Tout ceci s'inscrit clairement dans une stratégie qui vise à libéraliser la délivrance des médicaments et, in fine, à supprimer le monopole de dispensation des médicaments. Dans le cadre de cette stratégie, l'intérêt financier de la population est souvent mis en exergue. C'est pourtant une vision court-termiste. Au-delà de la poudre aux yeux, il faut aujourd'hui se poser les bonnes questions et penser à l'intérêt de la population et de l'organisation des soins sur le long cours. Car une telle libéralisation ne se fera pas sans déstructurer complètement le secteur. Du fait, notamment, du vieillissement de la population, les Etats vont être de plus en plus durement confrontés à des défis gigantesques en termes de financement et d'accessibilité aux soins. Or la contribution du secteur des pharmaciens, au travers des services proposés en officine, est indéniable. 

Mener une politique court-termiste qui ferait l'impasse sur cette contribution en cédant aux sirènes du marché n'est certainement pas une vision responsable pour l'avenir. Notre profession n'est pas figée sur ses acquis. Au contraire, elle souhaite évoluer et le cadre pluriannuel signé à la mi-mars avec la ministre fédérale de la Santé en est la preuve concrète.
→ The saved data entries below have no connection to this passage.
//! Decoding of the model's particle codes.
//!
//! Colored dark-sector partners carry codes `>= 9_000_000` whose last two
//! digits hold the color dimension and the two digits before that a spin code:
//! 1-2 scalar, 3-4 fermion, 5-6 vector.

use std::fmt;

use crate::domain::{FinalState, Process, Representation, SpinFamily};

const EXOTIC_THRESHOLD: i64 = 9_000_000;

#[derive(Debug, Clone, PartialEq, Eq, thiserror::Error)]
pub enum ParticleCodeError {
    #[error("particle code {0} is not a colored dark-sector particle (|code| < 9000000)")]
    NotExotic(i64),
    #[error("particle code {code} has invalid color digits {color}, must be 3, 6 or 8")]
    InvalidColor { code: i64, color: i64 },
    #[error("particle code {code} has invalid spin digits {spin}, must be 1..=6")]
    InvalidSpin { code: i64, spin: i64 },
}

/// A particle code as used by the model files.
#[derive(Debug, Clone, Copy, PartialEq, Eq, Hash)]
pub struct ParticleCode(pub i64);

impl ParticleCode {
    pub fn is_exotic(self) -> bool {
        self.0.abs() >= EXOTIC_THRESHOLD
    }

    /// Raw color digits (`|code| % 100`).
    pub fn color_digits(self) -> i64 {
        self.0.abs() % 100
    }

    /// Raw spin digits (`(|code| / 100) % 100`).
    pub fn spin_digits(self) -> i64 {
        (self.0.abs() / 100) % 100
    }

    pub fn representation(self) -> Result<Representation, ParticleCodeError> {
        Representation::try_from(self.color_digits()).map_err(|_| ParticleCodeError::InvalidColor {
            code: self.0,
            color: self.color_digits(),
        })
    }

    pub fn spin_family(self) -> Result<SpinFamily, ParticleCodeError> {
        match self.spin_digits() {
            1 | 2 => Ok(SpinFamily::Scalar),
            3 | 4 => Ok(SpinFamily::Fermion),
            5 | 6 => Ok(SpinFamily::Vector),
            spin => Err(ParticleCodeError::InvalidSpin { code: self.0, spin }),
        }
    }

    /// Full decoding of an exotic code.
    pub fn decode(self) -> Result<DecodedParticle, ParticleCodeError> {
        if !self.is_exotic() {
            return Err(ParticleCodeError::NotExotic(self.0));
        }
        Ok(DecodedParticle {
            code: self,
            family: self.spin_family()?,
            rep: self.representation()?,
        })
    }
}

impl fmt::Display for ParticleCode {
    fn fmt(&self, f: &mut fmt::Formatter<'_>) -> fmt::Result {
        write!(f, "{}", self.0)
    }
}

#[derive(Debug, Clone, Copy, PartialEq, Eq)]
pub struct DecodedParticle {
    pub code: ParticleCode,
    pub family: SpinFamily,
    pub rep: Representation,
}

impl DecodedParticle {
    /// Dispatcher process for the annihilation of a pair of these particles.
    pub fn process(&self, final_state: FinalState) -> Process {
        Process::new(self.family, final_state)
    }
}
Ce cadre soutient précisément la mise en œuvre de nouveaux services en pharmacie accessibles et essentiels pour l'efficience et le bon usage des médicaments. Dans toute réflexion prospective, la qualité des soins et une consommation raisonnée dans l'intérêt des patients et de la collectivité doivent primer. Sur ce plan, nous devons tous rechercher cette cohérence qui permettra une meilleure organisation des professionnels de la santé, notamment au niveau de la première ligne des soins dont les pharmaciens d'officine font pleinement partie.